**What is expected:** Begin at the line containing "config.api.listen_addr = listen" and reproduce every line through the end of the entries below. Nothing else should appear.
*** Begin section ***
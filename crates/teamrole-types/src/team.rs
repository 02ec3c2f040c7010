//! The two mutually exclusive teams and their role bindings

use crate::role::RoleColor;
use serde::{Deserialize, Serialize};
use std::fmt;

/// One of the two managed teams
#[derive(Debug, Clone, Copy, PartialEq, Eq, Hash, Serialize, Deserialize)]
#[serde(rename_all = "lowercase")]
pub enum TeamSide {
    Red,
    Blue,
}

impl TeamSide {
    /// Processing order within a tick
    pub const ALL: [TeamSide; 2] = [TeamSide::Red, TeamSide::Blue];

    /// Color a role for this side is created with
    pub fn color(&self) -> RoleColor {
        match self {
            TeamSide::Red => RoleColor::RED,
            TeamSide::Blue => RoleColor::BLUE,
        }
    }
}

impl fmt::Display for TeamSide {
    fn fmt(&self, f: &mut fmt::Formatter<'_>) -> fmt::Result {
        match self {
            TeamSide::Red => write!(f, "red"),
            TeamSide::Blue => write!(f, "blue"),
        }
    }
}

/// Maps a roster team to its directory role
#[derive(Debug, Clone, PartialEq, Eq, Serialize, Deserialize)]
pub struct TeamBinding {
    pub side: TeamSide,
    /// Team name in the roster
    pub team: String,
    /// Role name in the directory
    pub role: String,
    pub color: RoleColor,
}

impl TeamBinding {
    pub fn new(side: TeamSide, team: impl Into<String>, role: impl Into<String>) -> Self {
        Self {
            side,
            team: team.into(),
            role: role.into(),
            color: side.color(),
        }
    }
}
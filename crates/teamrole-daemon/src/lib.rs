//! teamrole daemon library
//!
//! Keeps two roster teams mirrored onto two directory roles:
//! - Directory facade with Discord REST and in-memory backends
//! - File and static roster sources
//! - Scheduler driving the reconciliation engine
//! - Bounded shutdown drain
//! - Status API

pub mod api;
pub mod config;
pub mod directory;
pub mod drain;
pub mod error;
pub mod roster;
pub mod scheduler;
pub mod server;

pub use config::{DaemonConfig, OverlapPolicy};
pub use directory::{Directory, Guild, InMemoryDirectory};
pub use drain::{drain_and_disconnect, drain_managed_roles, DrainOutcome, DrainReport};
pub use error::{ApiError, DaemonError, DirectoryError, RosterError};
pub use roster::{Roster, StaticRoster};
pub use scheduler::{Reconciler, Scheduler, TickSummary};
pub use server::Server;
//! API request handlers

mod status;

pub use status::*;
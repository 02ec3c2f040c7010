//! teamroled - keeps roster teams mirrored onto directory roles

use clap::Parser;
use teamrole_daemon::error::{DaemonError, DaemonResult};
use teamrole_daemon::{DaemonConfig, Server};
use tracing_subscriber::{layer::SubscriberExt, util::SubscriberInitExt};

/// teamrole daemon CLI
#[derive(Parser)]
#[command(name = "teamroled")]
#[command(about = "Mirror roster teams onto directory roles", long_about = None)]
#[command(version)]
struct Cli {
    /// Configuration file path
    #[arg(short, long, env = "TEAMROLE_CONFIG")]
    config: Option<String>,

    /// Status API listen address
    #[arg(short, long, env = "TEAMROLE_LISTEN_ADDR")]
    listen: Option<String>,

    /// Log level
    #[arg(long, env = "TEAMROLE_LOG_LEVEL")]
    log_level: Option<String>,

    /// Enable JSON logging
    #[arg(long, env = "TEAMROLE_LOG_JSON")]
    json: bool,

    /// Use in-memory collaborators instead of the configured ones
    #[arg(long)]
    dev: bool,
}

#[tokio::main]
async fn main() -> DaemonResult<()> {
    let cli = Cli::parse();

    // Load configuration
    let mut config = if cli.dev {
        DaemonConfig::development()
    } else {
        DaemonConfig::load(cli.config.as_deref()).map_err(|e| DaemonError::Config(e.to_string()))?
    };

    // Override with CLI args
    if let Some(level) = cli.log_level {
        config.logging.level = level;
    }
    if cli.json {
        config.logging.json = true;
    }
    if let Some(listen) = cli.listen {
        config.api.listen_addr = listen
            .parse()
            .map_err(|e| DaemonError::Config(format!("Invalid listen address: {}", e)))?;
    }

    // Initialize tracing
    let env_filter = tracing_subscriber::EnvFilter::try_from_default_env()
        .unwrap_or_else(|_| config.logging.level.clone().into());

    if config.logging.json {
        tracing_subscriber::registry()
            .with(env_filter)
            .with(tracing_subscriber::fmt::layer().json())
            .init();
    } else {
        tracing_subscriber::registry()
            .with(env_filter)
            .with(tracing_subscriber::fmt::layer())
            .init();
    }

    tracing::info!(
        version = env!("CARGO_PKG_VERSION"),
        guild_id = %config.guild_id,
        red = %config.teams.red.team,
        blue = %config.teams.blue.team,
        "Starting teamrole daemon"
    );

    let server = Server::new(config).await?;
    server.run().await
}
*** End section ***
**Output for this exercise:**
        config.api.listen_addr = listen
            .parse()
            .map_err(|e| DaemonError::Config(format!("Invalid listen address: {}", e)))?;
    }

    // Initialize tracing
    let env_filter = tracing_subscriber::EnvFilter::try_from_default_env()
        .unwrap_or_else(|_| config.logging.level.clone().into());

    if config.logging.json {
        tracing_subscriber::registry()
            .with(env_filter)
            .with(tracing_subscriber::fmt::layer().json())
            .init();
    } else {
        tracing_subscriber::registry()
            .with(env_filter)
            .with(tracing_subscriber::fmt::layer())
            .init();
    }

    tracing::info!(
        version = env!("CARGO_PKG_VERSION"),
        guild_id = %config.guild_id,
        red = %config.teams.red.team,
        blue = %config.teams.blue.team,
        "Starting teamrole daemon"
    );

    let server = Server::new(config).await?;
    server.run().await
}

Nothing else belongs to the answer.